Looking down the ballot, a 60-seat swing saw them lose control of the state House, they increased their deficit in the Senate from 13-11 to 14-10 (with a recount a possibility in another district) and lost control of the Executive Council. Yet compared to 2010, the numbers were not as devastating, when the Democrats up with only five state Senate seats and slightly more than 100 in the 400-member House.



The feeling is that they “held their own” in a difficult year nationally – something Democrats in the state have not been able to do in the past in the face of GOP waves.



The Republicans have a mirror image view. Obviously, Scott Brown’s loss was a major blow – many of them believed he would defeat Shaheen on Tuesday. Only the most optimistic held out hope for Havenstein and Marilinda Garcia, but Frank Guinta’s win gave them a split with the Democrats in the makeup of the state’s congressional delegation. This will be the first time since 1992, by the way, that the state’s U.S. House delegation will be split.



Brown ran a strong race despite the fact that he moved to the state full-time only about a year ago. He had to overcome the carpetbagger stigma, introduce himself to Granite Staters and run against someone who has been in state politics for about 30 years and had won four times (now five). And Havenstein, who was unknown a year ago, ran a strong enough race to ensure that Hassan had no coattails down the ballot.



Republicans, as noted, picked up what appears to be nearly 60 seats in the House and one seat in the state Senate, with another one possibly going to a recount. And they now have 3-2 control of the Executive Council. There is plenty of leverage there to advance their agenda – if they can actually agree on one – and force Hassan’s hand.

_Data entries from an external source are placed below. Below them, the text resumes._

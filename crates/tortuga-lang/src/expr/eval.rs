use std::collections::HashMap;

use crate::error::ExprError;
use crate::expr::ast::{BinOp, Expr, UnOp};
use crate::expr::functions::{Functions, MathFn, UserFn};
use crate::expr::lexer::Lexer;
use crate::expr::parser::Parser;

/// Nesting bound for user function calls inside one evaluation.
pub const MAX_CALL_DEPTH: usize = 256;

/// Read-only variable lookup for evaluation.
pub trait Variables {
    fn var(&self, name: &str) -> Option<f64>;
}

impl Variables for HashMap<String, f64> {
    fn var(&self, name: &str) -> Option<f64> { self.get(name).copied() }
}

impl Variables for HashMap<&str, f64> {
    fn var(&self, name: &str) -> Option<f64> { self.get(name).copied() }
}

/// The empty scope.
pub struct NoVars;

impl Variables for NoVars {
    fn var(&self, _: &str) -> Option<f64> { None }
}

fn constant(name: &str) -> Option<f64> {
    match name {
        "pi" => Some(std::f64::consts::PI),
        "tau" => Some(std::f64::consts::TAU),
        "e" => Some(std::f64::consts::E),
        _ => None,
    }
}

fn truthy(v: f64) -> bool { v != 0.0 && !v.is_nan() }

fn flag(b: bool) -> f64 { if b { 1.0 } else { 0.0 } }

// ─── Engine ──────────────────────────────────────────────────────────────────

/// Arithmetic expression engine: parses and evaluates expressions, owns the
/// `defn` function table.
#[derive(Debug, Default, Clone)]
pub struct Engine {
    functions: Functions,
}

impl Engine {
    pub fn new() -> Self { Self::default() }

    pub fn functions(&self) -> &Functions { &self.functions }

    pub fn clear(&mut self) { self.functions.clear(); }

    pub fn parse(&self, source: &str) -> Result<Expr, ExprError> {
        let tokens = Lexer::new(source).tokenize()?;
        Parser::new(tokens, &self.functions).parse()
    }

    /// Evaluates `source`; a `defn SIGNATURE, BODY` statement defines a
    /// function instead and yields 0.
    pub fn evaluate(&mut self, source: &str, vars: &dyn Variables) -> Result<f64, ExprError> {
        let trimmed = source.trim();
        if let Some(rest) = trimmed.strip_prefix("defn") {
            if rest.starts_with(char::is_whitespace) {
                let (signature, body) = split_definition(rest)
                    .ok_or_else(|| ExprError::InvalidSignature(rest.trim().to_string()))?;
                self.define(signature, body)?;
                return Ok(0.0);
            }
        }
        let expr = self.parse(trimmed)?;
        self.eval(&expr, vars)
    }

    /// Declares `signature` (`name(a, b)` or a bare `name`) with `body`.
    /// The body is parsed once here. Returns the function name.
    pub fn define(&mut self, signature: &str, body: &str) -> Result<String, ExprError> {
        let tokens = Lexer::new(signature).tokenize()?;
        let (name, args) = match Parser::new(tokens, &self.functions).relaxed().parse()? {
            Expr::Call { name, args } => (name, args),
            Expr::Variable(name) => (name, Vec::new()),
            _ => return Err(ExprError::InvalidSignature(signature.trim().to_string())),
        };
        if MathFn::from_name(&name).is_some() {
            return Err(ExprError::BuiltinShadow(name));
        }
        let params = args.into_iter()
            .map(|a| match a {
                Expr::Variable(p) => Ok(p),
                other => Err(ExprError::InvalidParameter(describe(&other))),
            })
            .collect::<Result<Vec<_>, _>>()?;

        let tokens = Lexer::new(body).tokenize()?;
        let body = Parser::new(tokens, &self.functions)
            .defining(&name, params.len())
            .parse()?;
        log::trace!("defn {name}/{}", params.len());
        self.functions.insert(name.clone(), UserFn { params, body });
        Ok(name)
    }

    pub fn eval(&self, expr: &Expr, vars: &dyn Variables) -> Result<f64, ExprError> {
        self.eval_at(expr, vars, 0)
    }

    fn eval_at(&self, expr: &Expr, vars: &dyn Variables, depth: usize) -> Result<f64, ExprError> {
        match expr {
            Expr::Number(n) => Ok(*n),
            Expr::Variable(name) => self.resolve(name, vars, depth),
            Expr::Unary { op, operand } => {
                let v = self.eval_at(operand, vars, depth)?;
                Ok(match op {
                    UnOp::Plus => v,
                    UnOp::Neg => -v,
                    UnOp::Not => flag(!truthy(v)),
                })
            }
            Expr::Binary { op: BinOp::And, left, right } => {
                let l = self.eval_at(left, vars, depth)?;
                if !truthy(l) { return Ok(0.0); }
                Ok(flag(truthy(self.eval_at(right, vars, depth)?)))
            }
            Expr::Binary { op: BinOp::Or, left, right } => {
                let l = self.eval_at(left, vars, depth)?;
                if truthy(l) { return Ok(1.0); }
                Ok(flag(truthy(self.eval_at(right, vars, depth)?)))
            }
            Expr::Binary { op, left, right } => {
                let l = self.eval_at(left, vars, depth)?;
                let r = self.eval_at(right, vars, depth)?;
                Ok(apply_binop(*op, l, r))
            }
            Expr::Call { name, args } => {
                let values = args.iter()
                    .map(|a| self.eval_at(a, vars, depth))
                    .collect::<Result<Vec<_>, _>>()?;
                self.call(name, &values, depth)
            }
        }
    }

    /// Context first, then constants, then zero-argument user functions.
    fn resolve(&self, name: &str, vars: &dyn Variables, depth: usize) -> Result<f64, ExprError> {
        if let Some(v) = vars.var(name).or_else(|| constant(name)) {
            return Ok(v);
        }
        match self.functions.user(name) {
            Some(f) if f.arity() == 0 => self.call(name, &[], depth),
            _ => Err(ExprError::UndefinedVariable(name.to_string())),
        }
    }

    fn call(&self, name: &str, args: &[f64], depth: usize) -> Result<f64, ExprError> {
        if let Some(f) = MathFn::from_name(name) {
            check_arity(name, f.arity(), args.len())?;
            return Ok(f.apply(args));
        }
        let f = self.functions.user(name)
            .ok_or_else(|| ExprError::UnknownFunction(name.to_string()))?;
        check_arity(name, f.arity(), args.len())?;
        if depth >= MAX_CALL_DEPTH {
            return Err(ExprError::TooDeep(MAX_CALL_DEPTH));
        }
        let scope: HashMap<&str, f64> = f.params.iter()
            .map(String::as_str)
            .zip(args.iter().copied())
            .collect();
        self.eval_at(&f.body, &scope, depth + 1)
    }
}

fn check_arity(name: &str, expected: usize, got: usize) -> Result<(), ExprError> {
    if expected == got {
        Ok(())
    } else {
        Err(ExprError::Arity { name: name.to_string(), expected, got })
    }
}

fn apply_binop(op: BinOp, l: f64, r: f64) -> f64 {
    match op {
        BinOp::Add => l + r,
        BinOp::Sub => l - r,
        BinOp::Mul => l * r,
        BinOp::Div => l / r,
        BinOp::IntDiv => (l / r).floor(),
        BinOp::Pow => l.powf(r),
        BinOp::Eq => flag(l == r),
        BinOp::NotEq => flag(l != r),
        BinOp::Lt => flag(l < r),
        BinOp::LtEq => flag(l <= r),
        BinOp::Gt => flag(l > r),
        BinOp::GtEq => flag(l >= r),
        BinOp::BitAnd => ((l as i64) & (r as i64)) as f64,
        BinOp::BitOr => ((l as i64) | (r as i64)) as f64,
        BinOp::And => flag(truthy(l) && truthy(r)),
        BinOp::Or => flag(truthy(l) || truthy(r)),
    }
}

/// Splits `NAME(…), BODY` at the first comma outside brackets.
fn split_definition(text: &str) -> Option<(&str, &str)> {
    let mut depth = 0i32;
    for (i, c) in text.char_indices() {
        match c {
            '(' | '[' => depth += 1,
            ')' | ']' => depth -= 1,
            ',' if depth == 0 => {
                let (sig, body) = (text[..i].trim(), text[i + 1..].trim());
                return (!sig.is_empty() && !body.is_empty()).then_some((sig, body));
            }
            _ => {}
        }
    }
    None
}

fn describe(expr: &Expr) -> String {
    match expr {
        Expr::Number(n) => n.to_string(),
        Expr::Variable(v) => v.clone(),
        Expr::Call { name, .. } => format!("{name}(…)"),
        Expr::Binary { .. } | Expr::Unary { .. } => "expression".to_string(),
    }
}

// ─── Tests ───────────────────────────────────────────────────────────────────
//! Configuration management module
//!
//! This module handles configuration loading, validation, and environment
//! overrides for the storage connection.

pub mod settings;

pub use settings::*;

It could be a long two years for Hassan, just as will probably be for Obama. But if she has ambitions of taking on Sen. Kelly Ayotte in 2016, she would be wise to put into practice the bipartisanship that she talked about throughout her reelection campaign.



THE IRONY. A major theme of Hassan’s campaign was tying Havenstein to the staunchly conservative – she used the terms “radical” and “extreme” – agenda of former New Hampshire House speaker Bill O’Brien.



Ironically, while that message was successful in defeating Havenstein, Hassan may well have O’Brien as speaker of the House for her second term. The former speaker won reelection easily and, we’re told, began planning his run to return to the post today.



Current House Republican Leader Gene Chandler also appeared to readying a run, as is Rep. Laurie Sanborn.



Chandler issued a statement that could be interpreted as hinting at his own campaign theme.



“We’re very happy with the election results at the House level and we couldn’t be prouder of the hard work of our candidates. It’s clear that our positive message focusing on improving our economy and making sure our government lives within its means resonated with voters across the state.”



But then he continued, “We’re mindful that with a majority comes a high degree of responsibility and we intend on governing in a common sense, transparent manner we believe New Hampshire citizens expect and deserve. Our legislative priorities will continue to concentrate on responsible state spending and budgeting and helping to improve our business climate to help create more jobs and increase prosperity for citizens in all parts of the state.”



And whoever emerges as speaker when the votes are counted next month will have his or her hands full unifying a GOP caucus with a variety of factions.



KELLY WINS. Besides Guinta, the biggest Republican winner yesterday wasn’t even on the ballot, but as noted above, is expected to be in two years.



Ayotte has been a rising star in GOP national politics virtually since she arrived in Washington nearly four years ago – as a member of the minority party in the Senate. Now, she is in the majority.



What does it mean?



Ayotte can now make proposals that might actually pass into law, rather than languish on Harry Reid’s desk. She can promote legislation on a wide range of national security issues as a key member of the Armed Services Committee, which is expected to be chaired by her friend and mentor, John McCain, and expect it to pass. Her focus on defense issues will only intensify.



She is also on the Senate Homeland Security and Governmental Affairs Committee, as well as the Budget Committee. Will she keep these positions in the next Congress? That remains to be seen.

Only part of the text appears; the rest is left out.